• Posts

    Request For Startup: Personal CRM for Grown-up Friendships

    My life is really full, as a startup founder and CEO there are endless things to do. There are always more meetings I could take (maybe should take?) and by the time Friday evening rolls around I’m usually pretty happy to head home and curl up for the next two days on the couch with a book, a drink, and some good music.

    This is probably not new… but lately, the signals have been getting through.

    “It’s hard to support someone I never see.”

    “You’re really hard to get a hold of.”

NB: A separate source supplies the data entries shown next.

//! # storefront-db
//!
//! Database layer for the storefront demo. The interesting part is
//! the **tenant context binder** in [`context`]: a scoped-execution
//! primitive that binds the caller's RLS subject to a pooled
//! connection for exactly one transaction, so PostgreSQL Row-Level
//! Security filters every query transparently and nothing leaks when
//! the connection is reused.
//!
//! Two connection handles exist, deliberately distinct:
//!
//! - [`Database`] — the application role. Subject to RLS; all
//!   tenant-governed work goes through
//!   [`context::with_store_context`].
//! - [`MaintenanceDatabase`] — the bypass role for seeding, schema
//!   administration and cross-store maintenance. It never touches
//!   the binder. Do not serve tenant requests with it.

pub mod context;
mod error;
mod migrations;
pub mod models;
mod pool;

pub use context::{with_store_context, RLS_SUBJECT_SETTING};
pub use error::DbError;
pub use migrations::run_migrations;
pub use pool::{Database, MaintenanceDatabase, PoolConfig};
//! Order model (tenant-governed transitively, through the customer FK).

use chrono::{DateTime, Utc};
use serde::{Deserialize, Serialize};
use sqlx::{FromRow, PgConnection};
use uuid::Uuid;

/// An order placed by a customer.
///
/// Orders carry no `store_id`; the RLS policy on `orders` joins
/// through `customers` to decide visibility, so these queries are
/// also clause-free and connection-scoped.
#[derive(Debug, Clone, FromRow, Serialize, Deserialize)]
pub struct Order {
    /// Unique identifier for the order.
    pub id: Uuid,

    /// The customer who placed the order.
    pub customer_id: Uuid,

    /// Order total in cents.
    pub total_cents: i64,

    /// When the order was placed.
    pub placed_at: DateTime<Utc>,
}

impl Order {
    /// List the orders visible under the bound subject.
    pub async fn list(conn: &mut PgConnection) -> Result<Vec<Self>, sqlx::Error> {
        sqlx::query_as(
            r"
            SELECT * FROM orders
            ORDER BY placed_at DESC
            ",
        )
        .fetch_all(conn)
        .await
    }

    /// List the orders for one customer, subject to the bound
    /// subject's policy.
    pub async fn list_for_customer(
        conn: &mut PgConnection,
        customer_id: Uuid,
    ) -> Result<Vec<Self>, sqlx::Error> {
        sqlx::query_as(
            r"
            SELECT * FROM orders
            WHERE customer_id = $1
            ORDER BY placed_at DESC
            ",
        )
        .bind(customer_id)
        .fetch_all(conn)
        .await
    }

    /// Insert an order (seeding; maintenance pool only).
    pub async fn create(
        pool: &sqlx::PgPool,
        customer_id: Uuid,
        total_cents: i64,
    ) -> Result<Self, sqlx::Error> {
        sqlx::query_as(
            r"
            INSERT INTO orders (id, customer_id, total_cents)
            VALUES ($1, $2, $3)
            RETURNING *
            ",
        )
        .bind(Uuid::new_v4())
        .bind(customer_id)
        .bind(total_cents)
        .fetch_one(pool)
        .await
    }
}
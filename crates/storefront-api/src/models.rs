//! Request and response models.

use serde::{Deserialize, Serialize};
use uuid::Uuid;
use validator::Validate;

/// Login request body.
#[derive(Debug, Clone, Deserialize, Validate)]
pub struct LoginRequest {
    /// Login name.
    #[validate(length(min = 1, max = 255, message = "Username is required"))]
    pub username: String,

    /// Plain-text password, verified against the stored Argon2id hash.
    #[validate(length(min = 1, max = 1024, message = "Password is required"))]
    pub password: String,
}

/// Successful login response.
#[derive(Debug, Clone, Serialize)]
pub struct LoginResponse {
    /// HS256-signed session token.
    pub access_token: String,

    /// The authenticated user's role (`manager` or `admin`).
    pub user_role: String,

    /// The user's store, absent for admins.
    #[serde(skip_serializing_if = "Option::is_none")]
    pub store_id: Option<Uuid>,

    /// The store's display name, absent for admins.
    #[serde(skip_serializing_if = "Option::is_none")]
    pub store_name: Option<String>,
}
//! # storefront-core
//!
//! Core types shared by every crate in the storefront workspace:
//!
//! - Strongly typed identifiers ([`StoreId`], [`UserId`]) using the
//!   newtype pattern, so a user ID can never be passed where a store
//!   ID is expected.
//! - [`RlsSubject`], the opaque value compared by the database's
//!   Row-Level Security policies to decide row visibility.
//! - [`Role`], the two identity classes the system knows about.

mod ids;
mod role;
mod subject;

pub use ids::{ParseIdError, StoreId, UserId};
pub use role::Role;
pub use subject::RlsSubject;
//! Row models.
//!
//! `users` and `stores` are global tables queried with the plain pool
//! (login-time credential and store lookup happen before any subject
//! exists). `customers` and `orders` are tenant-governed: their
//! queries take `&mut PgConnection`, which in practice is only
//! obtainable inside the [`crate::with_store_context`] closure — the
//! types enforce bind-before-query ordering.

mod customer;
mod order;
mod store;
mod user;

pub use customer::Customer;
pub use order::Order;
pub use store::Store;
pub use user::User;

    These aren’t coming from business contacts, and they’re not coming to me by email. They’re coming from friends who I have to admit I don’t know when I last saw, and they are texts, Facebook messages, Twitter DMs. I saw friends 2 weekends ago who I met separately, knew as they met, courted, and got married and I was at the wedding… but that was 6 months ago! We are all shocked when we added up the time.

    These are not casual acquaintances, theses are real friendships and the message is coming through loud and clear: invest here or you risk growing apart, losing touch.

    Growing up I was one of those kids who wasn’t really part of any one clique, but had a friend or two in every single one. I was a serial monogamist when it came to best friends, usually those relationships would last a few years at a time and then we’d grow apart and move on. Now as a married career-focused woman, living in a major city, not planning to have kids I am realizing that my friendships are really important to my happiness in life. They are my chosen family, and the aloofness of how I’m acting doesn’t line up at all with how I actually feel.

    Weird.

    Over the years I’ve tried to solve this by building better habits, trying to bring my professional best practices to bear on my personal life. Off and on again I’ve had lists, Excel spreadsheets, even entered people into RelateIQ just so I could skim the list from time to time and make sure we were staying in touch. I always have this fantasy of sending Christmas cards, I even buy them!, and then it never happens because I don’t have the addresses. I’d say we host a party at our house every other month at most… it used to be every couple weeks. Frankly, Kevin and I aren’t even great about proactively scheduling dates — we usually just wing it and I’m pretty happy with that, until suddenly I’m like, “why haven’t we gone on a REAL DATE in 6 months?” and then I’m not happy with it til we do (I know you husbands out there are LOLing).

    I need a CRM for my personal life, but not called a CRM obviously and much more tailored to stuff like birthdays, kids names, anniversaries, food preferences, and other stuff that matters but is just hard to remember. On top of that, I want to know when I last spoke with or hung out with a friend and I want to be reminded to do things like send flowers, write a quick congratulations email, invite them to a wine night or book night or boardgame night or whatever at my house.

    I know this sounds super mercenary, but I bet it would work.

    I think NextDoor could have been this, but won’t be because it’s too gossipy and impersonal. It isn’t Facebook. It isn’t anything I use today, because brand-wise I want it to be private. My Mom had this pretty blue book where she’d record all of this stuff about her friends and family. I remember they each got a page, and it was usually on the desk in our kitchen next to the phone. I want something like that, but for the modern age… preferably on my phone.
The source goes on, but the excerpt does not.